Adventurous play

One of our very favourite parks just got more dangerous – and we couldn’t be happier. Perhaps I should change the word dangerous to challenging, because it would most certainly have been through all the required health and safety checks.

We’ve been visiting Rocket Park since our children were tiny. As its name suggests, it’s dominated by a large rocket. I’ve often heard parents reminisce about their childhoods, and the days you could climb to the very top of the rocket and feel like Auckland’s coolest astronaut. But sometime between their childhood any my own children’s arrival, the rocket was closed and it became a showpiece only.

My friends and I lamented that changing attitudes to kids and safety meant that it would probably never be opened again. But last weekend, thanks to a solid few weeks of structural work and a new screen wrapped around the outside, the rocket was open for boarding once again.

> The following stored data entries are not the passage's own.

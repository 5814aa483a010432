//! # Persistent Storage Layer
//!
//! This module provides a persistence layer using Sled, an embedded database.
//! Alerts, verifiers and vote records survive process restarts and every
//! update to an existing record is applied with compare-and-swap, so two
//! writers racing on the same record never lose an update.
//!
//! ## Storage Structure
//!
//! The database uses three trees (namespaces):
//!
//! | Tree | Key | Value | Purpose |
//! |------|-----|-------|---------|
//! | `alerts` | 16-byte alert id | JSON `Alert` | Detection events |
//! | `verifiers` | big-endian u64 id | JSON `Verifier` | Verifier pool |
//! | `votes` | alert id ++ verifier id | JSON `VoteRecord` | Vote ledger |
//!
//! The vote key puts the alert first so a prefix scan returns every
//! request issued for one alert.
//!
//! ## Concurrency
//!
//! - Record creation is insert-if-absent: the one-record-per-pair rule for
//!   votes is enforced here, not by callers.
//! - [`Storage::modify_verifier`] and friends retry their closure until the
//!   swap lands. Closures may therefore run more than once and must be pure.
//!
//! ## References
//!
//! - Sled documentation: <https://sled.rs/>

use crate::models::{
    vote_key, Alert, AlertId, RegistryError, Result, Verifier, VerifierId, VoteRecord,
};
use serde::de::DeserializeOwned;
use serde::Serialize;
use std::fmt::Display;
use std::path::Path;
use tracing::debug;

/// Tree name for storing alerts.
const ALERT_TREE: &str = "alerts";

/// Tree name for storing verifiers.
const VERIFIER_TREE: &str = "verifiers";

/// Tree name for storing vote records.
const VOTE_TREE: &str = "votes";

/// Wrapper around a Sled database for registry storage.
///
/// Cloning is cheap; clones share the same underlying database.
///
/// # Example
///
/// ```rust
/// use chrono::Utc;
/// use firewatch_registry::storage::Storage;
/// use firewatch_registry::{Alert, GeoPoint};
///
/// let storage = Storage::temporary().unwrap();
/// let alert = Alert::new(GeoPoint::new(38.5, -121.7), Utc::now());
/// storage.insert_alert(&alert).unwrap();
///
/// let loaded = storage.load_alert(alert.id).unwrap().unwrap();
/// assert_eq!(loaded.id, alert.id);
/// ```
#[derive(Clone)]
pub struct Storage {
    /// The underlying Sled database.
    db: sled::Db,

    alerts: sled::Tree,

    verifiers: sled::Tree,

    votes: sled::Tree,
}

impl Storage {
    /// Opens or creates a storage database at the given path.
    ///
    /// # Errors
    ///
    /// Returns `RegistryError::Database` if the path is invalid, permissions
    /// are insufficient or the database is corrupted.
    pub fn open<P: AsRef<Path>>(path: P) -> Result<Self> {
        let db = sled::open(path)?;
        Self::from_db(db)
    }

    /// Creates a temporary in-memory storage for testing.
    ///
    /// The database is lost when the last clone is dropped.
    pub fn temporary() -> Result<Self> {
        let db = sled::Config::new().temporary(true).open()?;
        Self::from_db(db)
    }

    fn from_db(db: sled::Db) -> Result<Self> {
        let alerts = db.open_tree(ALERT_TREE)?;
        let verifiers = db.open_tree(VERIFIER_TREE)?;
        let votes = db.open_tree(VOTE_TREE)?;

        Ok(Storage {
            db,
            alerts,
            verifiers,
            votes,
        })
    }

    /// Allocates a fresh verifier id from sled's monotonic counter.
    pub fn generate_verifier_id(&self) -> Result<VerifierId> {
        Ok(VerifierId(self.db.generate_id()?))
    }

    // ------------------------------------------------------------------
    // Alerts
    // ------------------------------------------------------------------

    /// Stores a new alert.
    ///
    /// # Errors
    ///
    /// Returns `RegistryError::AlreadyExists` if the id is taken.
    pub fn insert_alert(&self, alert: &Alert) -> Result<()> {
        if !insert_new(&self.alerts, alert.id.as_bytes(), alert)? {
            return Err(RegistryError::AlreadyExists(format!("alert {}", alert.id)));
        }
        Ok(())
    }

    pub fn load_alert(&self, id: AlertId) -> Result<Option<Alert>> {
        load(&self.alerts, id.as_bytes())
    }

    /// Atomically applies `f` to a stored alert.
    ///
    /// `f` returns `false` to leave the record untouched, in which case
    /// `Ok(None)` is returned.
    pub fn modify_alert<F>(&self, id: AlertId, f: F) -> Result<Option<Alert>>
    where
        F: FnMut(&mut Alert) -> bool,
    {
        modify(&self.alerts, id.as_bytes(), &format_args!("alert {}", id), f)
    }

    pub fn list_alerts(&self) -> Result<Vec<Alert>> {
        scan(self.alerts.iter())
    }

    // ------------------------------------------------------------------
    // Verifiers
    // ------------------------------------------------------------------

    /// Stores a new verifier.
    ///
    /// # Errors
    ///
    /// Returns `RegistryError::AlreadyExists` if the id is taken.
    pub fn insert_verifier(&self, verifier: &Verifier) -> Result<()> {
        if !insert_new(&self.verifiers, &verifier.id.to_key(), verifier)? {
            return Err(RegistryError::AlreadyExists(verifier.id.to_string()));
        }
        Ok(())
    }

    pub fn load_verifier(&self, id: VerifierId) -> Result<Option<Verifier>> {
        load(&self.verifiers, &id.to_key())
    }

    /// Atomically applies `f` to a stored verifier. See [`Storage::modify_alert`].
    pub fn modify_verifier<F>(&self, id: VerifierId, f: F) -> Result<Option<Verifier>>
    where
        F: FnMut(&mut Verifier) -> bool,
    {
        modify(&self.verifiers, &id.to_key(), &id, f)
    }

    /// Lists all verifiers in id order.
    pub fn list_verifiers(&self) -> Result<Vec<Verifier>> {
        scan(self.verifiers.iter())
    }

    pub fn verifier_count(&self) -> usize {
        self.verifiers.len()
    }

    // ------------------------------------------------------------------
    // Votes
    // ------------------------------------------------------------------

    /// Stores a vote record unless one already exists for the pair.
    ///
    /// Returns `true` if the record was created.
    pub fn insert_vote_if_absent(&self, record: &VoteRecord) -> Result<bool> {
        insert_new(&self.votes, &record.key(), record)
    }

    pub fn load_vote(&self, alert: AlertId, verifier: VerifierId) -> Result<Option<VoteRecord>> {
        load(&self.votes, &vote_key(alert, verifier))
    }

    /// Atomically applies `f` to a stored vote record. See [`Storage::modify_alert`].
    pub fn modify_vote<F>(&self, alert: AlertId, verifier: VerifierId, f: F) -> Result<Option<VoteRecord>>
    where
        F: FnMut(&mut VoteRecord) -> bool,
    {
        modify(
            &self.votes,
            &vote_key(alert, verifier),
            &format_args!("vote {} / {}", alert, verifier),
            f,
        )
    }

    /// Every vote record issued for `alert`, ordered by verifier id.
    pub fn votes_for_alert(&self, alert: AlertId) -> Result<Vec<VoteRecord>> {
        scan(self.votes.scan_prefix(alert.as_bytes()))
    }

    /// Every request ever issued to `verifier`, across all alerts.
    ///
    /// Votes are keyed by alert first, so this walks the whole tree.
    pub fn votes_for_verifier(&self, verifier: VerifierId) -> Result<Vec<VoteRecord>> {
        let suffix = verifier.to_key();
        scan(self.votes.iter().filter(|entry| match entry {
            Ok((key, _)) => key.ends_with(&suffix),
            Err(_) => true,
        }))
    }

    /// Flushes all pending writes to disk.
    ///
    /// Returns the number of bytes flushed.
    pub fn flush(&self) -> Result<usize> {
        Ok(self.db.flush()?)
    }
}

impl std::fmt::Debug for Storage {
    fn fmt(&self, f: &mut std::fmt::Formatter<'_>) -> std::fmt::Result {
        f.debug_struct("Storage")
            .field("alerts", &self.alerts.len())
            .field("verifiers", &self.verifiers.len())
            .field("votes", &self.votes.len())
            .finish()
    }
}

fn load<T: DeserializeOwned>(tree: &sled::Tree, key: &[u8]) -> Result<Option<T>> {
    match tree.get(key)? {
        Some(bytes) => Ok(Some(serde_json::from_slice(&bytes)?)),
        None => Ok(None),
    }
}

fn insert_new<T: Serialize>(tree: &sled::Tree, key: &[u8], value: &T) -> Result<bool> {
    let bytes = serde_json::to_vec(value)?;
    Ok(tree
        .compare_and_swap(key, None::<&[u8]>, Some(bytes))?
        .is_ok())
}

fn modify<T, F>(tree: &sled::Tree, key: &[u8], what: &dyn Display, mut f: F) -> Result<Option<T>>
where
    T: Serialize + DeserializeOwned,
    F: FnMut(&mut T) -> bool,
{
    loop {
        let current = tree
            .get(key)?
            .ok_or_else(|| RegistryError::NotFound(what.to_string()))?;
        let mut value: T = serde_json::from_slice(&current)?;
        if !f(&mut value) {
            return Ok(None);
        }

        let next = serde_json::to_vec(&value)?;
        match tree.compare_and_swap(key, Some(&current), Some(next))? {
            Ok(()) => return Ok(Some(value)),
            Err(_) => debug!("Concurrent update on {}, retrying", what),
        }
    }
}

fn scan<T, I>(iter: I) -> Result<Vec<T>>
where
    T: DeserializeOwned,
    I: Iterator<Item = sled::Result<(sled::IVec, sled::IVec)>>,
{
    let mut out = Vec::new();
    for entry in iter {
        let (_, bytes) = entry?;
        out.push(serde_json::from_slice(&bytes)?);
    }
    Ok(out)
}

It was chaos of course. All weekend children teamed up and down the ladders, excited beyond belief at their new freedom. It was potentially precarious with just one ladder connected the three levels. But as my daughter pointed out, “The children knew what to do”. Most of the time, they waited their turn, and let the smallest children go first.

I have to be honest and say in our family, I’m the one most likely to be tempted by the cotton-wool approach to parenting, and to be the one at the bottom of the tree saying, “Be careful up there”. But I’m getting better and I truly believe that adventurous play helps children learn how to handle risks.

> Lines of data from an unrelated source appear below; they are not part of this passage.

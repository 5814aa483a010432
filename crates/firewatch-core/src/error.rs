//! Error types for Firewatch Core.

use firewatch_council::CouncilError;
use firewatch_dispatch::DispatchError;
use firewatch_registry::{AlertId, RegistryError};
use thiserror::Error;

/// Core error type for verification operations.
#[derive(Debug, Error)]
pub enum FirewatchError {
    /// Unknown alert or verifier, or no outstanding request for a vote.
    #[error("Not found: {0}")]
    NotFound(String),

    /// The alert already left `pending`.
    #[error("Alert {0} is closed")]
    AlertClosed(AlertId),

    /// A wave found no one to ask.
    #[error("No eligible verifiers for wave {wave}")]
    NoEligibleVerifiers { wave: u8 },

    /// The detection backend failed; the alert is left untouched.
    #[error("Detector unavailable: {0}")]
    DetectorUnavailable(String),

    /// A wave run is already active for the alert.
    #[error("Verification already running for alert {0}")]
    VerificationInProgress(AlertId),

    /// Configuration error.
    #[error("Configuration error: {0}")]
    Config(String),

    /// Registry error passthrough.
    #[error("Registry error: {0}")]
    Registry(#[from] RegistryError),

    /// Council error passthrough.
    #[error("Council error: {0}")]
    Council(CouncilError),

    /// Dispatch error passthrough.
    #[error("Dispatch error: {0}")]
    Dispatch(DispatchError),
}

impl From<CouncilError> for FirewatchError {
    fn from(err: CouncilError) -> Self {
        match err {
            CouncilError::NotFound { .. } => FirewatchError::NotFound(err.to_string()),
            CouncilError::AlertClosed(id) => FirewatchError::AlertClosed(id),
            CouncilError::Registry(e) => FirewatchError::Registry(e),
        }
    }
}

impl From<DispatchError> for FirewatchError {
    fn from(err: DispatchError) -> Self {
        match err {
            DispatchError::NoEligibleVerifiers { wave } => {
                FirewatchError::NoEligibleVerifiers { wave }
            }
            DispatchError::Registry(e) => FirewatchError::Registry(e),
        }
    }
}

impl FirewatchError {
    /// True for rejections a verifier or caller can act on, as opposed to
    /// storage failures.
    pub fn is_rejection(&self) -> bool {
        matches!(
            self,
            Self::NotFound(_) | Self::AlertClosed(_) | Self::VerificationInProgress(_)
        )
    }
}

Children were taking risks climbing the rocket, but it was under supervision, not just by their parents, but – just as importantly – by the children they were playing alongside. Parenting expert Diane Levy puts it perfectly: “Rather than us always doing the teaching, it’s great for children to learn by example from those just a little bit ahead of themselves. Instead of an adult trying to get a child to learn a seemingly impossible skill, if our child can watch another, of the same age or just a little bit older half-way up the climbing frame, it suddenly seems possible for them to do it.”